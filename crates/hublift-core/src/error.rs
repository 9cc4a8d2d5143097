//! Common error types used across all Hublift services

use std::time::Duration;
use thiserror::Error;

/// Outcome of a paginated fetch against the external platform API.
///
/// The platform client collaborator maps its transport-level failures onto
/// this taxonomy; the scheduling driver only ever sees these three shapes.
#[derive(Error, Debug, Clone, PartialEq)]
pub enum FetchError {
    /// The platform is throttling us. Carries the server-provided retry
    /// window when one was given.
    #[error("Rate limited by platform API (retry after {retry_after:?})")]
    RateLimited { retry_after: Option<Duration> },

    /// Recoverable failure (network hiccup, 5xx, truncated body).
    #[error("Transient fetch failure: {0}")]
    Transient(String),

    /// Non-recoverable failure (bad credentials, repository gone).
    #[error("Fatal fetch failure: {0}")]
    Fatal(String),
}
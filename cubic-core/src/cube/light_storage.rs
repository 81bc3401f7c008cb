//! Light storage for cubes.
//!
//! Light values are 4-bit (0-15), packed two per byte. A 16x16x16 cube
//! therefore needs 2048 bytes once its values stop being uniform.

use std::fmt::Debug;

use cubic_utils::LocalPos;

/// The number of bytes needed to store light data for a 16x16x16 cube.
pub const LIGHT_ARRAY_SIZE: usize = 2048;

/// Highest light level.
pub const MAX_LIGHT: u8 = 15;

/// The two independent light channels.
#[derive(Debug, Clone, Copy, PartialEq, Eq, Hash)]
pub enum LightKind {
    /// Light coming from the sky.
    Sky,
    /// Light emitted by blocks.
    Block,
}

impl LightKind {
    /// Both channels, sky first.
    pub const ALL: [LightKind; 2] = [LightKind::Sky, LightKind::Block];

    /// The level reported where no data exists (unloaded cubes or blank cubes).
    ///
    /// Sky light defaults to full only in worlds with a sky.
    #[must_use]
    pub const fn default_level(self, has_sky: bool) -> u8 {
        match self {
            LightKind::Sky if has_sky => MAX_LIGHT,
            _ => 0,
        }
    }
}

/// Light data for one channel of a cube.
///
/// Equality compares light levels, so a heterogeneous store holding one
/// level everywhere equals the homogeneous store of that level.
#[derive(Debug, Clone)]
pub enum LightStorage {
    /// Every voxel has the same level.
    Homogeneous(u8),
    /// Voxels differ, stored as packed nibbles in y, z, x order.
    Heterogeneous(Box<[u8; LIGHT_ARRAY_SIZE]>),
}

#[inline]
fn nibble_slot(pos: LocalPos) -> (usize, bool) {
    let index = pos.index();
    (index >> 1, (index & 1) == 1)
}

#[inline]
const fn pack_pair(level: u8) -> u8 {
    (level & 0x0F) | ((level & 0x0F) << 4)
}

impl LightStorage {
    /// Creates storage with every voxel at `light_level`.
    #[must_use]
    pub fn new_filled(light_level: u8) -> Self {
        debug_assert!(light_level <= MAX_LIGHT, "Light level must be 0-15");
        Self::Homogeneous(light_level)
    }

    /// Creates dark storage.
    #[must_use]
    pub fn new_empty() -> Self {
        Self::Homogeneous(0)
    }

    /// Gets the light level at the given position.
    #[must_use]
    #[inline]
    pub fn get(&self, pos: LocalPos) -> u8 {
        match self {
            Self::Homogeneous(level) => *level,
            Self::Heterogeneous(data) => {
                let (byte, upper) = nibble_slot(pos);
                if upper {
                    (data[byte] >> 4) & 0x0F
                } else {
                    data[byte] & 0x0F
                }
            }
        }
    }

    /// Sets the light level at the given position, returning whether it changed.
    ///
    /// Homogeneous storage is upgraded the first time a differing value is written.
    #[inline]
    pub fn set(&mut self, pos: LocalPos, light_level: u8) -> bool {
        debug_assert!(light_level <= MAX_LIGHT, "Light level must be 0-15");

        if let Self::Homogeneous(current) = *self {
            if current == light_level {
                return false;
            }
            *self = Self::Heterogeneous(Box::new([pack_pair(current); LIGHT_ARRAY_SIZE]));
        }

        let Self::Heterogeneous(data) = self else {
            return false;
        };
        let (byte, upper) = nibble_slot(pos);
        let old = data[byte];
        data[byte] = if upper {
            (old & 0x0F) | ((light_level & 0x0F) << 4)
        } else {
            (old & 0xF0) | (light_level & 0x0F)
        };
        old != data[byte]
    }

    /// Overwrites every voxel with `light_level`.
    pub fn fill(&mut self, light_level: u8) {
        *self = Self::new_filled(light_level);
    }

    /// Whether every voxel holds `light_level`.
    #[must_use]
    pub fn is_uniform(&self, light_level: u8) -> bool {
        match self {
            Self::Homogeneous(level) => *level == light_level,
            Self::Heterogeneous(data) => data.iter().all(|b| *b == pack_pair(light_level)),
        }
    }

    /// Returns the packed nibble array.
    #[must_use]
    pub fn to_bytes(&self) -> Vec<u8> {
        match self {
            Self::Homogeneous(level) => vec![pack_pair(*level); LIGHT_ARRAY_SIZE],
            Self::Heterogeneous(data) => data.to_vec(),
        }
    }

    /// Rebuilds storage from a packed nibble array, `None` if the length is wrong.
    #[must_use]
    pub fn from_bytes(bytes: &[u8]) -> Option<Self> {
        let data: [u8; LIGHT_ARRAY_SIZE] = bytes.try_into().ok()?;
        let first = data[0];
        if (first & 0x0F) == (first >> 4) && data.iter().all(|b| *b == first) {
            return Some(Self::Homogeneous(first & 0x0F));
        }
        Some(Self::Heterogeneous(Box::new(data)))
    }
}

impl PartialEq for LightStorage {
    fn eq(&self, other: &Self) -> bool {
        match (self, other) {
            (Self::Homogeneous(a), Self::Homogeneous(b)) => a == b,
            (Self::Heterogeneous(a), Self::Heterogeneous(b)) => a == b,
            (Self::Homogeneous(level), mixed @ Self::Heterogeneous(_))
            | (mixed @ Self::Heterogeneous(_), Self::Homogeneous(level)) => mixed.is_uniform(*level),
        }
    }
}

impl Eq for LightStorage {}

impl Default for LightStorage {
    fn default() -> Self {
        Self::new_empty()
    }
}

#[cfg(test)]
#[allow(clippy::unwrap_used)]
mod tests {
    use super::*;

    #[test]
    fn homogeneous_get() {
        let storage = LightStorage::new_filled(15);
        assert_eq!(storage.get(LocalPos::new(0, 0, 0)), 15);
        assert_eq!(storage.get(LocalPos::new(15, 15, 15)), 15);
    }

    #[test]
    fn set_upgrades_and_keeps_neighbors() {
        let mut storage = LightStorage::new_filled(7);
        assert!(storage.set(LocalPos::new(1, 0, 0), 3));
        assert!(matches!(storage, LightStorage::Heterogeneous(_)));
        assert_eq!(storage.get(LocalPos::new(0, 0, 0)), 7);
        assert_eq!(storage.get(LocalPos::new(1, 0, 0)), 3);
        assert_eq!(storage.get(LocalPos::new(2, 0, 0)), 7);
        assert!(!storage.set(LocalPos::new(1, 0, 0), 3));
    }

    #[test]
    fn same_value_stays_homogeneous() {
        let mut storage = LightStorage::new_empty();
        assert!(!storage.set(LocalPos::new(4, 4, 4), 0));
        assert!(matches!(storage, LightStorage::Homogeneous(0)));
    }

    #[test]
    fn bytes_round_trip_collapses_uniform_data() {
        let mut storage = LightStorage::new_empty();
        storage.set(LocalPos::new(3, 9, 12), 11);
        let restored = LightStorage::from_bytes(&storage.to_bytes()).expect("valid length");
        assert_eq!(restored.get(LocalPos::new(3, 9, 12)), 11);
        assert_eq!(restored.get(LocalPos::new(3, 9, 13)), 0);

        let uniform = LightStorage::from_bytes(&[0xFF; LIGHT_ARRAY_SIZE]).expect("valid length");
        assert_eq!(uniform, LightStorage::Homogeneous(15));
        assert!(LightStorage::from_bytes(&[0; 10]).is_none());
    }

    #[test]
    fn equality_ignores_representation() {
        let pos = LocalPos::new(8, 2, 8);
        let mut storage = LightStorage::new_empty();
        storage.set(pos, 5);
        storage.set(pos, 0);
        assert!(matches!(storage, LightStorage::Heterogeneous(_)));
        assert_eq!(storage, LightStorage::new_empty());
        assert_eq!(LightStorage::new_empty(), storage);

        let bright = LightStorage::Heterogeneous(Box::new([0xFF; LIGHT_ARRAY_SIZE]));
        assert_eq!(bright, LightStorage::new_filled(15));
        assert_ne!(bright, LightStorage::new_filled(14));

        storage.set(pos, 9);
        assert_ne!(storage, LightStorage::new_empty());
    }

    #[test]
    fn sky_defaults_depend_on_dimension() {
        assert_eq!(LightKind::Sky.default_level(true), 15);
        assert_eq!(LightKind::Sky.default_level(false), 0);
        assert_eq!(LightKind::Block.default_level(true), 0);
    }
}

....................

## [Aim of the task]
Tell me how many lines of the data hold the word "core", giving only the number.

## [Answer space]
2